[Source information Boundary: Start]

use derive_more::{Constructor, Deref, Display, From, Into};
use serde::{Deserialize, Serialize};
use std::cmp::Ordering;
use strum::{AsRefStr, Display as StrumDisplay, EnumIter, EnumString};

use crate::domain::errors::{AppError, AppResult};

/// Value Object - Price
#[derive(Debug, Clone, Copy, PartialEq, From, Into, Deref, Constructor, Serialize, Deserialize)]
pub struct Price(f64);

impl Price {
    pub fn value(&self) -> f64 {
        self.0
    }
}

impl PartialOrd for Price {
    fn partial_cmp(&self, other: &Self) -> Option<Ordering> {
        self.0.partial_cmp(&other.0)
    }
}

/// Value Object - Volume
#[derive(Debug, Clone, Copy, PartialEq, From, Into, Deref, Constructor, Serialize, Deserialize)]
pub struct Volume(f64);

impl Volume {
    pub fn value(&self) -> f64 {
        self.0
    }
}

/// Value Object - Unix timestamp in seconds, the resolution chart points use.
#[derive(
    Debug, Clone, Copy, PartialEq, Eq, PartialOrd, Ord, From, Into, Deref, Constructor, Serialize, Deserialize,
)]
pub struct Timestamp(u64);

impl Timestamp {
    pub fn value(&self) -> u64 {
        self.0
    }

    pub fn from_secs(value: u64) -> Self {
        Self(value)
    }
}

/// Value Object - OHLCV
#[derive(Debug, Clone, Copy, PartialEq, Constructor, Serialize, Deserialize)]
pub struct OHLCV {
    pub open: Price,
    pub high: Price,
    pub low: Price,
    pub close: Price,
    pub volume: Volume,
}

impl OHLCV {
    /// High dominates the body, low is dominated by it, volume is non-negative.
    pub fn is_valid(&self) -> bool {
        self.high >= self.open
            && self.high >= self.close
            && self.high >= self.low
            && self.low <= self.open
            && self.low <= self.close
            && self.volume.value() >= 0.0
    }
}

/// Value Object - trading symbol, always upper-case.
#[derive(Debug, Clone, PartialEq, Eq, Hash, PartialOrd, Ord, Deref, Display, Serialize, Deserialize)]
#[display(fmt = "{}", _0)]
#[serde(try_from = "String")]
pub struct Symbol(String);

impl TryFrom<String> for Symbol {
    type Error = AppError;

    fn try_from(value: String) -> AppResult<Self> {
        Self::parse(&value)
    }
}

impl Symbol {
    /// Normalize operator input. Blank input is rejected.
    pub fn parse(input: &str) -> AppResult<Self> {
        let trimmed = input.trim();
        if trimmed.is_empty() {
            return Err(AppError::Validation("Symbol cannot be empty".to_string()));
        }
        Ok(Self(trimmed.to_uppercase()))
    }

    pub fn value(&self) -> &str {
        &self.0
    }
}

impl From<&str> for Symbol {
    fn from(value: &str) -> Self {
        Self(value.trim().to_uppercase())
    }
}

/// Value Object - chart timeframe
#[derive(
    Debug,
    Clone,
    Copy,
    Default,
    PartialEq,
    Eq,
    Hash,
    StrumDisplay,
    EnumIter,
    EnumString,
    AsRefStr,
    Serialize,
    Deserialize,
)]
pub enum TimeFrame {
    #[strum(serialize = "1m")]
    #[serde(rename = "1m")]
    OneMinute,

    #[strum(serialize = "5m")]
    #[serde(rename = "5m")]
    FiveMinutes,

    #[strum(serialize = "15m")]
    #[serde(rename = "15m")]
    FifteenMinutes,

    #[strum(serialize = "1h")]
    #[serde(rename = "1h")]
    OneHour,

    #[strum(serialize = "4h")]
    #[serde(rename = "4h")]
    FourHours,

    #[default]
    #[strum(serialize = "1d")]
    #[serde(rename = "1d")]
    OneDay,

    #[strum(serialize = "1w")]
    #[serde(rename = "1w")]
    OneWeek,

    #[strum(serialize = "1M")]
    #[serde(rename = "1M")]
    OneMonth,
}

impl TimeFrame {
    pub fn label(&self) -> &str {
        self.as_ref()
    }

    pub fn duration_secs(&self) -> u64 {
        match self {
            Self::OneMinute => 60,
            Self::FiveMinutes => 5 * 60,
            Self::FifteenMinutes => 15 * 60,
            Self::OneHour => 60 * 60,
            Self::FourHours => 4 * 60 * 60,
            Self::OneDay => 24 * 60 * 60,
            Self::OneWeek => 7 * 24 * 60 * 60,
            Self::OneMonth => 30 * 24 * 60 * 60, // approximate
        }
    }

    /// Number of synthetic points generated for this bucket width.
    /// Coarser buckets get a longer history.
    pub fn point_count(&self) -> usize {
        match self {
            Self::OneMinute => 60,
            Self::FiveMinutes => 72,
            Self::FifteenMinutes => 96,
            Self::OneHour => 120,
            Self::FourHours => 150,
            Self::OneDay => 180,
            Self::OneWeek => 208,
            Self::OneMonth => 240,
        }
    }
}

[Source information Boundary: End]

■ Work item ■
From the entries above, pull out each line that includes "FourHours".

■ Output of the task ■
    FourHours,
            Self::FourHours => 4 * 60 * 60,
            Self::FourHours => 150,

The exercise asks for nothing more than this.